- **Your objective**: Using the listing below, select the lines with the word "Inner" and copy them.

- **Listed entries**:

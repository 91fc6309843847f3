/*!

Schema descriptors and attribute validation.

A schema names a class of secrets (conventionally a reverse-domain dotted
string) and declares which attribute keys items of that class may carry,
together with the string encoding expected for each key. Schemas built
with [`Schema::new`] are owned by the caller; the predefined schemas
([`Schema::note`], [`Schema::compat_network`]) are process-wide constants
that are borrowed, never mutated, and never freed.

*/

use std::collections::HashMap;
use std::fmt;
use std::sync::{Arc, LazyLock};

use crate::attrs::Attributes;
use crate::errors::{Error, Result};

/// Upper bound on declared attributes per schema.
pub const MAX_SCHEMA_ATTRIBUTES: usize = 32;

/// The string encoding expected for an attribute value.
#[derive(Debug, Clone, Copy, PartialEq, Eq, Hash)]
pub enum SchemaAttributeType {
    /// Any string.
    String,
    /// An optional leading `-` followed by one or more decimal digits.
    Integer,
    /// Exactly `true` or `false`.
    Boolean,
}

impl fmt::Display for SchemaAttributeType {
    fn fmt(&self, f: &mut fmt::Formatter<'_>) -> fmt::Result {
        f.write_str(match self {
            SchemaAttributeType::String => "STRING",
            SchemaAttributeType::Integer => "INTEGER",
            SchemaAttributeType::Boolean => "BOOLEAN",
        })
    }
}

#[derive(Debug, Clone, Copy, Default, PartialEq, Eq)]
pub enum SchemaFlags {
    #[default]
    None,
    /// Do not match the schema name when looking up items. Useful for
    /// items stored by older keyring libraries that recorded no name.
    DontMatchName,
}

impl fmt::Display for SchemaFlags {
    fn fmt(&self, f: &mut fmt::Formatter<'_>) -> fmt::Result {
        f.write_str(match self {
            SchemaFlags::None => "NONE",
            SchemaFlags::DontMatchName => "DONT_MATCH_NAME",
        })
    }
}

#[derive(Debug)]
struct SchemaData {
    name: String,
    flags: SchemaFlags,
    attributes: HashMap<String, SchemaAttributeType>,
}

// Owned schemas share their data through a refcount; predefined schemas
// borrow process-lifetime statics, so releasing them is a no-op.
#[derive(Debug, Clone)]
enum Inner {
    Owned(Arc<SchemaData>),
    Borrowed(&'static SchemaData),
}

/// A named, flag-qualified set of declared attribute types.
#[derive(Debug, Clone)]
pub struct Schema(Inner);

impl Schema {
    /// Creates a schema declaring between 1 and 32 attributes.
    ///
    /// # Example
    ///
    /// ```no_run
    /// use std::collections::HashMap;
    /// use secret_password_store::{Schema, SchemaAttributeType, SchemaFlags};
    ///
    /// let schema = Schema::new(
    ///     "org.example.Password",
    ///     SchemaFlags::None,
    ///     HashMap::from([
    ///         ("username".to_string(), SchemaAttributeType::String),
    ///         ("port".to_string(), SchemaAttributeType::Integer),
    ///         ("ssl".to_string(), SchemaAttributeType::Boolean),
    ///     ]),
    /// )?;
    /// # Ok::<(), secret_password_store::Error>(())
    /// ```
    pub fn new(
        name: &str,
        flags: SchemaFlags,
        attributes: HashMap<String, SchemaAttributeType>,
    ) -> Result<Self> {
        if name.is_empty() {
            return Err(Error::EmptyName);
        }
        if attributes.is_empty() {
            return Err(Error::EmptyAttributeSet);
        }
        if attributes.len() > MAX_SCHEMA_ATTRIBUTES {
            return Err(Error::TooManyAttributes {
                count: attributes.len(),
            });
        }
        Ok(Self(Inner::Owned(Arc::new(SchemaData {
            name: name.to_string(),
            flags,
            attributes,
        }))))
    }

    /// Returns a predefined schema. The result is borrowed: it lives for
    /// the whole process and [`Schema::release`] on it is a no-op.
    pub fn predefined(kind: SchemaKind) -> Self {
        match kind {
            SchemaKind::Note => Self(Inner::Borrowed(LazyLock::force(&NOTE))),
            SchemaKind::CompatNetwork => Self(Inner::Borrowed(LazyLock::force(&COMPAT_NETWORK))),
        }
    }

    /// The predefined schema for personal notes stored by the user in a
    /// password manager. Declares no attributes; its items are not meant
    /// to be matched automatically by applications.
    pub fn note() -> Self {
        Self::predefined(SchemaKind::Note)
    }

    /// The predefined schema compatible with items stored as "network
    /// passwords" by libgnome-keyring. Meant for applications migrating
    /// from that library, not for new code.
    pub fn compat_network() -> Self {
        Self::predefined(SchemaKind::CompatNetwork)
    }

    pub fn name(&self) -> &str {
        &self.data().name
    }

    pub fn flags(&self) -> SchemaFlags {
        self.data().flags
    }

    /// Declared attribute names and their types.
    pub fn attribute_types(&self) -> &HashMap<String, SchemaAttributeType> {
        &self.data().attributes
    }

    /// Returns an additional handle to the same schema.
    pub fn retain(&self) -> Self {
        self.clone()
    }

    /// Releases this handle. Owned schemas drop a reference; borrowed
    /// predefined schemas are untouched. Dropping the handle has the
    /// same effect.
    pub fn release(self) {}

    /// Whether this handle borrows a predefined process-lifetime schema.
    pub fn is_borrowed(&self) -> bool {
        matches!(self.0, Inner::Borrowed(_))
    }

    fn data(&self) -> &SchemaData {
        match &self.0 {
            Inner::Owned(data) => data,
            Inner::Borrowed(data) => data,
        }
    }
}

impl fmt::Display for Schema {
    fn fmt(&self, f: &mut fmt::Formatter<'_>) -> fmt::Result {
        write!(
            f,
            "Schema{{name={:?}, flags={}, attributes={}{}}}",
            self.name(),
            self.flags(),
            self.attribute_types().len(),
            if self.is_borrowed() { ", borrowed" } else { "" },
        )
    }
}

/// Selector for the predefined schemas.
#[derive(Debug, Clone, Copy, PartialEq, Eq)]
pub enum SchemaKind {
    Note,
    CompatNetwork,
}

static NOTE: LazyLock<SchemaData> = LazyLock::new(|| SchemaData {
    name: "org.gnome.keyring.Note".to_string(),
    flags: SchemaFlags::None,
    // Predefined schemas are exempt from the one-attribute floor.
    attributes: HashMap::new(),
});

static COMPAT_NETWORK: LazyLock<SchemaData> = LazyLock::new(|| SchemaData {
    name: "org.gnome.keyring.NetworkPassword".to_string(),
    flags: SchemaFlags::None,
    attributes: HashMap::from([
        ("user".to_string(), SchemaAttributeType::String),
        ("domain".to_string(), SchemaAttributeType::String),
        ("object".to_string(), SchemaAttributeType::String),
        ("protocol".to_string(), SchemaAttributeType::String),
        ("port".to_string(), SchemaAttributeType::Integer),
        ("server".to_string(), SchemaAttributeType::String),
        ("authtype".to_string(), SchemaAttributeType::String),
    ]),
});

/// Validates a container against a schema.
///
/// All-or-nothing, reporting the first failure: every container key must
/// be declared, every declared key must be present, and every value must
/// conform to its declared type's encoding. Keys are checked in sorted
/// order so the reported failure does not depend on hash order.
pub fn validate(schema: &Schema, attrs: &Attributes) -> Result<()> {
    let present = attrs.snapshot()?;
    let declared = schema.attribute_types();

    let mut keys: Vec<&String> = present.keys().collect();
    keys.sort();
    for key in &keys {
        if !declared.contains_key(*key) {
            return Err(Error::UndeclaredAttribute {
                name: (*key).clone(),
            });
        }
    }

    let mut wanted: Vec<&String> = declared.keys().collect();
    wanted.sort();
    for name in wanted {
        if !present.contains_key(name) {
            return Err(Error::MissingRequiredAttribute { name: name.clone() });
        }
    }

    for key in keys {
        let value = &present[key];
        let expected = declared[key];
        if !conforms(value, expected) {
            return Err(Error::InvalidAttributeValue {
                name: key.clone(),
                value: value.clone(),
                expected,
            });
        }
    }

    Ok(())
}

fn conforms(value: &str, expected: SchemaAttributeType) -> bool {
    match expected {
        SchemaAttributeType::String => true,
        SchemaAttributeType::Integer => {
            let digits = value.strip_prefix('-').unwrap_or(value);
            !digits.is_empty() && digits.bytes().all(|b| b.is_ascii_digit())
        }
        SchemaAttributeType::Boolean => value == "true" || value == "false",
    }
}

- **Worked solution**:
enum Inner {
pub struct Schema(Inner);
        Ok(Self(Inner::Owned(Arc::new(SchemaData {
            SchemaKind::Note => Self(Inner::Borrowed(LazyLock::force(&NOTE))),
            SchemaKind::CompatNetwork => Self(Inner::Borrowed(LazyLock::force(&COMPAT_NETWORK))),
        matches!(self.0, Inner::Borrowed(_))
            Inner::Owned(data) => data,
            Inner::Borrowed(data) => data,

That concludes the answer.